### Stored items

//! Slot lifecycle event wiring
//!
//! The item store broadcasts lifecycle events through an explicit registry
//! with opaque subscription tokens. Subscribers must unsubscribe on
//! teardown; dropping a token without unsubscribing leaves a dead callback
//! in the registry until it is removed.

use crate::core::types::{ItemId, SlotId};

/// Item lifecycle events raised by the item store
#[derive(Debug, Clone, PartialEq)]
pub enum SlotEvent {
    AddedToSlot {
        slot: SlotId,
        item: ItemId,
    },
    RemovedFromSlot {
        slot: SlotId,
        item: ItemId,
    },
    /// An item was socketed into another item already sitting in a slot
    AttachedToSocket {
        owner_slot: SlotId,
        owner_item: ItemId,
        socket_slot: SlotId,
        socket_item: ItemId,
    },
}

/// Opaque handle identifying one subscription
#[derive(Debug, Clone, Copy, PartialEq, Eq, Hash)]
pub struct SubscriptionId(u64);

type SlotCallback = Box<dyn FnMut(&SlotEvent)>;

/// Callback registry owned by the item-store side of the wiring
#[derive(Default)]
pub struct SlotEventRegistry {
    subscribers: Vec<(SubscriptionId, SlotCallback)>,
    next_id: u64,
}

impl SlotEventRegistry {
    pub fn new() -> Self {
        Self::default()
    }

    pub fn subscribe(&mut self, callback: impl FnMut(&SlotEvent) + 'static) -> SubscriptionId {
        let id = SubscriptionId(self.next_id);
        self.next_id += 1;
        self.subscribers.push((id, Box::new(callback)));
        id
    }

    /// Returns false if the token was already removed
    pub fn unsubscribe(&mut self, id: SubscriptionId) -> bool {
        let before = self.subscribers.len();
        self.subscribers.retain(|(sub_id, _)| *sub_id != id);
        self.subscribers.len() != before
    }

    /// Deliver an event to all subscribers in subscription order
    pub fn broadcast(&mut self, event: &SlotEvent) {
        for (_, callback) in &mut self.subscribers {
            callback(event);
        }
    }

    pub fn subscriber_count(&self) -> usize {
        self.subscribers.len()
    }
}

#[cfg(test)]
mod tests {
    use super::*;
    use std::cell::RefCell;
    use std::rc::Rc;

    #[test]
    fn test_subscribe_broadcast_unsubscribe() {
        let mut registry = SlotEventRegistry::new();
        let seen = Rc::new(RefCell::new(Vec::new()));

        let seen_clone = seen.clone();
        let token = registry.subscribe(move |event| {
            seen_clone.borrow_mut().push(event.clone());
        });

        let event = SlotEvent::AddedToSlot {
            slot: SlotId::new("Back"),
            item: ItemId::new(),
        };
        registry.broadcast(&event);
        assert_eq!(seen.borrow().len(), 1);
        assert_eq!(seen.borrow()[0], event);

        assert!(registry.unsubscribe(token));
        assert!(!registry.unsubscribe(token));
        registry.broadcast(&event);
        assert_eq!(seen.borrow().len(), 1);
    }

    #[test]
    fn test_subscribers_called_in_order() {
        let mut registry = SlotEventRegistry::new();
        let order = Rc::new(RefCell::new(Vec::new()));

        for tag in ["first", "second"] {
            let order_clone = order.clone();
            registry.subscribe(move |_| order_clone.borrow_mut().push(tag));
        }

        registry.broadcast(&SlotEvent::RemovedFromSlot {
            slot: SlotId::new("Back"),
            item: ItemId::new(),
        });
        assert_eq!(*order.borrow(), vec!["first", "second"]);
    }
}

### Task directions
Go through the data and retype all of it exactly.

### Answer space
//! Slot lifecycle event wiring
//!
//! The item store broadcasts lifecycle events through an explicit registry
//! with opaque subscription tokens. Subscribers must unsubscribe on
//! teardown; dropping a token without unsubscribing leaves a dead callback
//! in the registry until it is removed.

use crate::core::types::{ItemId, SlotId};

/// Item lifecycle events raised by the item store
#[derive(Debug, Clone, PartialEq)]
pub enum SlotEvent {
    AddedToSlot {
        slot: SlotId,
        item: ItemId,
    },
    RemovedFromSlot {
        slot: SlotId,
        item: ItemId,
    },
    /// An item was socketed into another item already sitting in a slot
    AttachedToSocket {
        owner_slot: SlotId,
        owner_item: ItemId,
        socket_slot: SlotId,
        socket_item: ItemId,
    },
}

/// Opaque handle identifying one subscription
#[derive(Debug, Clone, Copy, PartialEq, Eq, Hash)]
pub struct SubscriptionId(u64);

type SlotCallback = Box<dyn FnMut(&SlotEvent)>;

/// Callback registry owned by the item-store side of the wiring
#[derive(Default)]
pub struct SlotEventRegistry {
    subscribers: Vec<(SubscriptionId, SlotCallback)>,
    next_id: u64,
}

impl SlotEventRegistry {
    pub fn new() -> Self {
        Self::default()
    }

    pub fn subscribe(&mut self, callback: impl FnMut(&SlotEvent) + 'static) -> SubscriptionId {
        let id = SubscriptionId(self.next_id);
        self.next_id += 1;
        self.subscribers.push((id, Box::new(callback)));
        id
    }

    /// Returns false if the token was already removed
    pub fn unsubscribe(&mut self, id: SubscriptionId) -> bool {
        let before = self.subscribers.len();
        self.subscribers.retain(|(sub_id, _)| *sub_id != id);
        self.subscribers.len() != before
    }

    /// Deliver an event to all subscribers in subscription order
    pub fn broadcast(&mut self, event: &SlotEvent) {
        for (_, callback) in &mut self.subscribers {
            callback(event);
        }
    }

    pub fn subscriber_count(&self) -> usize {
        self.subscribers.len()
    }
}

#[cfg(test)]
mod tests {
    use super::*;
    use std::cell::RefCell;
    use std::rc::Rc;

    #[test]
    fn test_subscribe_broadcast_unsubscribe() {
        let mut registry = SlotEventRegistry::new();
        let seen = Rc::new(RefCell::new(Vec::new()));

        let seen_clone = seen.clone();
        let token = registry.subscribe(move |event| {
            seen_clone.borrow_mut().push(event.clone());
        });

        let event = SlotEvent::AddedToSlot {
            slot: SlotId::new("Back"),
            item: ItemId::new(),
        };
        registry.broadcast(&event);
        assert_eq!(seen.borrow().len(), 1);
        assert_eq!(seen.borrow()[0], event);

        assert!(registry.unsubscribe(token));
        assert!(!registry.unsubscribe(token));
        registry.broadcast(&event);
        assert_eq!(seen.borrow().len(), 1);
    }

    #[test]
    fn test_subscribers_called_in_order() {
        let mut registry = SlotEventRegistry::new();
        let order = Rc::new(RefCell::new(Vec::new()));

        for tag in ["first", "second"] {
            let order_clone = order.clone();
            registry.subscribe(move |_| order_clone.borrow_mut().push(tag));
        }

        registry.broadcast(&SlotEvent::RemovedFromSlot {
            slot: SlotId::new("Back"),
            item: ItemId::new(),
        });
        assert_eq!(*order.borrow(), vec!["first", "second"]);
    }
}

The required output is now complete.